Isso aconteceu quando a Guerra Fria estava chegando ao fim. Agora que ela terminou, Washington já pode determinar o relacionamento que quer ter com a organização. Em termos de poderio militar e econômico, os EUA não têm concorrente.
"Os Estados Unidos ajudaram a fundar a ONU. Queremos que a ONU seja eficaz e bem-sucedida", declarou Bush em setembro. "Nossa parceria de nações pode vencer o teste que tem pela frente ao deixar claro o que esperamos do regime iraquiano agora."
Mesmo em meio ao rancor atual, diz Tom Franck, professor de direito mundial na Universidade de Nova York, o sistema está demonstrando seu valor. "Os EUA e o Reino Unido vinham tentando, nos últimos quatro meses, convencer outros países de que existe um perigo muito sério de produção e uso de armas de destruição em massa por parte do Iraque", diz Franck. "O problema é que não conseguiram convencer a comunidade internacional."
Muitos temem que um voto pelo "não" no CS, nesta semana, possa levar os EUA a deixarem a ONU de escanteio em suas decisões futuras, reduzindo-a a pouco mais do que uma organização humanitária especial. Se o resultado da votação for o oposto, outros temem que o CS seja visto como impotente diante de uma superpotência dotada de hegemonia militar inusitada, que defende uma doutrina preventiva contra tudo e todos, disposta a defender o argumento da "mudança de regime" e outras ações preventivas sem o respaldo da ONU. A segurança coletiva significaria pouco nesse cenário, afirmam.
"Mesmo que os EUA consigam nove votos favoráveis e nenhum veto, essa vitória terá sido conquistada por meios realmente reprováveis e não irá refletir as preferências reais dos países", diz John Ruggie, ex-assessor do secretário-geral da ONU, Kofi Annan. "Não é exatamente uma grande base para a legitimidade."
São cenários dramáticos.
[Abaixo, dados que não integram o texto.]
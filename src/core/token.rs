//! Token identification and per-color token sets.
//!
//! Every color owns exactly four tokens, numbered 1 to 4. The set is
//! created once at game start; tokens are never added or removed, only
//! moved.

use serde::{Deserialize, Serialize};
use std::ops::{Index, IndexMut};

use super::position::Position;

/// Number of tokens each color plays with.
pub const TOKENS_PER_COLOR: usize = 4;

/// Token identifier within one color, `1..=4`.
#[derive(Clone, Copy, Debug, PartialEq, Eq, PartialOrd, Ord, Hash, Serialize, Deserialize)]
pub struct TokenId(u8);

impl TokenId {
    /// All token IDs in ascending order.
    pub const ALL: [TokenId; TOKENS_PER_COLOR] = [TokenId(1), TokenId(2), TokenId(3), TokenId(4)];

    /// Create a token ID.
    ///
    /// Panics if `id` is not in `1..=4`.
    #[must_use]
    pub const fn new(id: u8) -> Self {
        assert!(id >= 1 && id <= TOKENS_PER_COLOR as u8, "Token id must be 1-4");
        Self(id)
    }

    /// Create a token ID, returning `None` if out of range.
    #[must_use]
    pub const fn try_new(id: u8) -> Option<Self> {
        if id >= 1 && id <= TOKENS_PER_COLOR as u8 {
            Some(Self(id))
        } else {
            None
        }
    }

    /// Get the raw 1-based ID.
    #[must_use]
    pub const fn get(self) -> u8 {
        self.0
    }

    /// Get the 0-based storage index.
    #[must_use]
    pub const fn index(self) -> usize {
        self.0 as usize - 1
    }
}

impl std::fmt::Display for TokenId {
    fn fmt(&self, f: &mut std::fmt::Formatter<'_>) -> std::fmt::Result {
        write!(f, "{}", self.0)
    }
}

/// The four token positions of one color.
#[derive(Clone, Copy, Debug, Default, PartialEq, Eq, Hash, Serialize, Deserialize)]
pub struct PlayerTokens {
    positions: [Position; TOKENS_PER_COLOR],
}

impl PlayerTokens {
    /// All four tokens in the yard.
    #[must_use]
    pub fn new() -> Self {
        Self::default()
    }

    /// Build from explicit positions (token 1 first).
    #[must_use]
    pub const fn from_positions(positions: [Position; TOKENS_PER_COLOR]) -> Self {
        Self { positions }
    }

    #[must_use]
    pub fn get(&self, token: TokenId) -> Position {
        self.positions[token.index()]
    }

    /// Iterate over (TokenId, Position) pairs in token order.
    pub fn iter(&self) -> impl Iterator<Item = (TokenId, Position)> + '_ {
        TokenId::ALL.into_iter().zip(self.positions.iter().copied())
    }

    /// Count tokens at the given position.
    #[must_use]
    pub fn count(&self, position: Position) -> usize {
        self.positions.iter().filter(|&&p| p == position).count()
    }

    /// Check if every token has finished.
    #[must_use]
    pub fn all_finished(&self) -> bool {
        self.positions.iter().all(|p| p.is_finished())
    }
}

impl Index<TokenId> for PlayerTokens {
    type Output = Position;

    fn index(&self, token: TokenId) -> &Self::Output {
        &self.positions[token.index()]
    }
}

impl IndexMut<TokenId> for PlayerTokens {
    fn index_mut(&mut self, token: TokenId) -> &mut Self::Output {
        &mut self.positions[token.index()]
    }
}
Mas políticos e diplomatas tarimbados dizem que essas preocupações não constituem novidade nenhuma. Desde o seu nascimento, a ONU já enfrentou uma longa sequência de crises, muitas das quais ameaçavam fazê-la desabar. E toda vez a instituição se refez, evoluiu e seguiu adiante.
De fato, longe dos holofotes sempre voltados ao Conselho de Segurança, as organizações subordinadas à ONU vêm exercendo um papel cada vez mais importante no mundo em desenvolvimento e na cabeça das pessoas comuns. Seus organismos vêm construindo estradas, administrando companhias aéreas, erradicando doenças e mantendo setores econômicos inteiros em atividade.
De acordo com o professor Franck, a ONU nunca foi mais do que uma tentativa complexa e imperfeita de organizar as relações mundiais. "O fato de que os EUA podem seguir adiante [no Iraque] não prova que o sistema não está funcionando. Prova que, em tempos em que existe uma única superpotência, essa superpotência pode não obedecer às regras do jogo", diz ele.
Kofi Annan se nega a ficar alarmado. "A ONU não irá seguir o caminho da Liga das Nações. A ONU é muito, muito maior do que a crise iraquiana."
Como gostam de dizer analistas de todas as tendências, se a ONU fosse abandonada amanhã, ela teria que ser inventada outra vez no dia seguinte.